Wer die Gefahr dieser Menschen unterschätzt, den erinnere ich nur an die Erschießung des SEK-Beamten in Bayern im Oktober 2016.

(Beifall CDU)

Danke schön. Die Landesregierung hat angekündigt, von der Möglichkeit eines Sofortberichts keinen Gebrauch zu machen und damit eröffne ich die Beratung. Frau Abgeordnete König-Preuss hat für die Fraktion Die Linke als Erste das Wort.

Sehr geehrte Damen und Herren, liebe Kolleginnen und Kollegen und auch liebe Zuschauer und Zuschauerinnen am Livestream! Der Antrag der CDU, der uns heute vorliegt, umfasst im Teil I Fragen, die alle bereits in Innenausschusssitzungen oder über

Kleine Anfragen, die der Abgeordnete Walk gestellt hat bzw. auch andere Abgeordnete, längst beantwortet sind. Zur Anzahl der im Freistaat gegenwärtig bekannten Reichsbürger, zur Entwicklung der Reichsbürgerszene im Freistaat innerhalb der letzten fünf Jahre, zur Anzahl der bekannten Reichsbürger, die über eine Berechtigung zum Führen von Schusswaffen verfügen usw. usf. – Herr Fiedler hat ja gerade auch schon mit seiner Einleitung letztlich deutlich gemacht, dass ein Großteil dieser Information bereits vorhanden ist. Insofern stellt sich die Frage: Was soll eigentlich der Antrag der CDU?

Richtig ist, das Verbot von Waffen bei Reichsbürgern zu fordern und das auch, soweit es möglich ist, umzusetzen, allerdings nicht nur bei Reichsbürgern, sondern wenn wir einmal dabei sind, dann sollten wir generell darüber reden, inwieweit überhaupt Waffen im Privatbesitz sein müssen.

(Beifall BÜNDNIS 90/DIE GRÜNEN)

Wir sollten auch darüber reden, bei wem, bei welchen Strukturen, bei welchen Gruppen über die Reichsbürgerszene hinaus eben auch eine entsprechende Gefahr besteht, dass Schusswaffen eingesetzt werden, um damit Menschen zu verletzen und Menschen zu töten. Ich finde, da sollte man dann schon noch mal grundsätzlicher sprechen und vielleicht auch andere, weitere Beispiele hier aus Thüringen mit hinzuziehen.

(Zwischenruf Abg. Grob, CDU: Kennen Sie unser Waffengesetz?)

Weil wir eben in Thüringen nicht nur mit Reichsbürgern und Waffenbesitz ein Problem haben, sondern auch ein Problem haben mit Waffenbesitz, aber auch mit Sprengstoffbesitz unter anderem innerhalb …

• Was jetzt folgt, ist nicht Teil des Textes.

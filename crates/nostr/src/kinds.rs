//! Event kinds used by the swap protocol.

/// Deletion request (NIP-09); used to cancel a proposal.
pub const DELETION: u16 = 5;
/// Swap proposal.
pub const PROPOSAL: u16 = 455;
/// Nonce message answering a proposal.
pub const NONCE: u16 = 456;
/// Adaptor message answering a proposal.
pub const ADAPTOR: u16 = 457;
/// Addressable campaign that proposals may target.
pub const CAMPAIGN: u16 = 30456;
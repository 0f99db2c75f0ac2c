//! Cashu ecash primitives needed to lock proofs to adaptor signatures.
//!
//! Only the pieces the swap touches are modelled: the `Proof` wire type,
//! NUT-00 `hash_to_curve`, and NUT-11 P2PK secrets, spend messages and
//! witnesses.

pub mod p2pk;
pub mod proof;

pub use p2pk::{p2pk_secret, spend_message, P2pkWitness};
pub use proof::{hash_to_curve, Proof};

use thiserror::Error;

/// Errors that can occur in cashu operations.
#[derive(Debug, Error)]
pub enum CashuError {
    /// `hash_to_curve` exhausted its counter without finding a point.
    #[error("no valid point found for message")]
    NoValidPoint,

    /// JSON (de)serialization failed.
    #[error("json error: {0}")]
    Json(#[from] serde_json::Error),
}

/// Result type for cashu operations.
pub type Result<T> = std::result::Result<T, CashuError>;

#[cfg(test)]
mod tests {
    use super::*;

    #[test]
    fn error_display_no_valid_point() {
        assert_eq!(
            CashuError::NoValidPoint.to_string(),
            "no valid point found for message"
        );
    }
}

(Zwischenruf Abg. Fiedler, CDU: Man kann doch aus allem alles ableiten!)

Sie wissen gar nicht, worauf ich hinauswill, aber Sie meinen trotzdem schon, mit Zwischenrufen agieren zu können.

(Zwischenruf Abg. Fiedler, CDU: Die Einlei- tung war doch sehr deutlich!)

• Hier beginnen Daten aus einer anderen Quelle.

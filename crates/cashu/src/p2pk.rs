//! Pay-to-Pubkey spending conditions [NUT-11].

use serde::{Deserialize, Serialize};
use serde_json::json;
use sha2::{Digest, Sha256};

use crate::Result;

/// Builds a well-known P2PK secret locking a proof to `pubkey`.
///
/// `pubkey` is the 33-byte compressed key in hex; `nonce` makes every secret
/// unique.
///
/// # Errors
///
/// Returns `CashuError::Json` if serialization fails.
pub fn p2pk_secret(pubkey: &str, nonce: &str) -> Result<String> {
    Ok(serde_json::to_string(&json!([
        "P2PK",
        { "nonce": nonce, "data": pubkey, "tags": [] }
    ]))?)
}

/// The message a P2PK spend signature commits to: `SHA256(secret)`.
#[must_use]
pub fn spend_message(secret: &str) -> [u8; 32] {
    Sha256::digest(secret.as_bytes()).into()
}

/// Witness carrying the BIP340 signatures that unlock a P2PK proof.
#[derive(Clone, Debug, Default, PartialEq, Eq, Serialize, Deserialize)]
pub struct P2pkWitness {
    pub signatures: Vec<String>,
}

impl P2pkWitness {
    #[must_use]
    pub fn single(signature: impl Into<String>) -> Self {
        Self {
            signatures: vec![signature.into()],
        }
    }

    /// The JSON string stored in `Proof::witness`.
    ///
    /// # Errors
    ///
    /// Returns `CashuError::Json` if serialization fails.
    pub fn to_json(&self) -> Result<String> {
        Ok(serde_json::to_string(self)?)
    }
}

#[cfg(test)]
mod tests {
    use super::*;

    #[test]
    fn secret_has_nut11_shape() {
        let secret = p2pk_secret("02ab", "00ff").expect("serializes");
        let value: serde_json::Value = serde_json::from_str(&secret).expect("json");
        assert_eq!(value[0], "P2PK");
        assert_eq!(value[1]["data"], "02ab");
        assert_eq!(value[1]["nonce"], "00ff");
    }

    #[test]
    fn spend_message_is_sha256_of_secret() {
        assert_eq!(
            hex::encode(spend_message("")),
            "e3b0c44298fc1c149afbf4c8996fb92427ae41e4649b934ca495991b7852b855"
        );
    }

    #[test]
    fn witness_serializes_signature_list() {
        let witness = P2pkWitness::single("aa");
        assert_eq!(witness.to_json().expect("json"), r#"{"signatures":["aa"]}"#);
    }
}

Genau. Wir haben ein Problem mit Waffenbesitz und mit Sprengstoffbesitz, der angewendet wird, der eingesetzt wird, und das unter anderem auch in der extrem rechten Szene. Wenn Sie hier auf den vermeintlichen Sprengstoffbesitz der politisch linken Szene abheben, wo sich ja CDU und AfD wenig genommen haben in einer Debatte,

(Beifall BÜNDNIS 90/DIE GRÜNEN)

in einer Diskreditierung eines zivilgesellschaftlichen Bündnisses, empfehle ich Ihnen, dass Sie sich mal die Presseberichterstattung von gestern und vorgestern, die Recherche vom MDR, durchlesen und dann vielleicht mal

(Abg. Fiedler)

(Beifall DIE LINKE, BÜNDNIS 90/DIE GRÜ- NEN)

überlegen, ob es nicht an der Zeit ist, sich beim Bündnis für Zivilcourage und Menschenrechte im Landkreis Saalfeld-Rudolstadt für die Diskreditierung zu entschuldigen. Da müssen Sie nicht lachen, Herr Kowalleck, sondern da sollten Sie überlegen,

(Beifall DIE LINKE, SPD, BÜNDNIS 90/DIE GRÜNEN)

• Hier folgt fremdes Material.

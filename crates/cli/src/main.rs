//! sigswap CLI: demo and inspection binary for adaptor-signature swaps.
//!
//! Subcommands: demo, project, verify.
//! Runs a complete swap between two in-memory parties, or inspects swap
//! events collected elsewhere.

use std::path::PathBuf;

use anyhow::{Context, Result};
use clap::{Parser, Subcommand, ValueEnum};
use tracing_subscriber::EnvFilter;

mod demo;
mod inspect;

#[derive(Parser)]
#[command(name = "sigswap", about = "Atomic swaps of signed events via adaptor signatures")]
struct Cli {
    /// Log engine and projection internals
    #[arg(short, long, global = true)]
    verbose: bool,

    #[command(subcommand)]
    cmd: Cmd,
}

#[derive(Subcommand)]
enum Cmd {
    /// Run a full swap between two in-memory parties
    Demo {
        /// What the proposer takes in exchange for a note
        #[arg(long, value_enum, default_value_t = Take::Nostr)]
        take: Take,
        /// Number of P2PK proofs locked for a cashu take
        #[arg(long, default_value = "1")]
        proofs: usize,
        /// Write the proposal and every published event as a bundle file
        #[arg(long)]
        bundle_out: Option<PathBuf>,
    },

    /// Project a bundle file into the swap's current state
    Project {
        /// JSON file: {"proposal": <event>, "events": [<event>, ...]}
        bundle: PathBuf,
    },

    /// Verify the adaptors of an adaptor message against its proposal
    Verify {
        /// Proposal event JSON file
        proposal: PathBuf,
        /// Adaptor message event JSON file
        adaptor: PathBuf,
    },
}

/// Take side of the demo swap.
#[derive(Clone, Copy, Debug, PartialEq, Eq, ValueEnum)]
pub enum Take {
    /// A reaction event signed by the counterparty
    Nostr,
    /// Cashu proofs locked to the counterparty's key
    Cashu,
}

fn main() -> Result<()> {
    let cli = Cli::parse();
    init_tracing(cli.verbose)?;

    match cli.cmd {
        Cmd::Demo {
            take,
            proofs,
            bundle_out,
        } => demo::run(take, proofs, bundle_out.as_deref()).context("demo swap failed")?,
        Cmd::Project { bundle } => inspect::project(&bundle)?,
        Cmd::Verify { proposal, adaptor } => inspect::verify(&proposal, &adaptor)?,
    }

    Ok(())
}

fn init_tracing(verbose: bool) -> Result<()> {
    let directives: &[&str] = if verbose {
        &["sigswap=debug", "protocol=debug", "adaptor=debug"]
    } else {
        &["sigswap=info"]
    };
    let mut filter = EnvFilter::from_default_env();
    for directive in directives {
        filter = filter.add_directive(directive.parse()?);
    }
    tracing_subscriber::fmt().with_env_filter(filter).init();
    Ok(())
}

(Zwischenruf Abg. Kowalleck, CDU: Ich habe meinen Kollegen angelacht, nicht Sie!)

inwieweit Sie auch mit dazu beitragen durch entsprechendes Agieren – Sie als CDU-Fraktion –, dass eben zivilgesellschaftliche Bündnisse auch auseinanderbrechen, eben weil man ihnen kontinuierlich vorgeworfen hat, linksterroristisch zu sein. Da hat sich die AfD mitbeteiligt, da haben aber auch Abgeordnete der CDU sich beteiligt.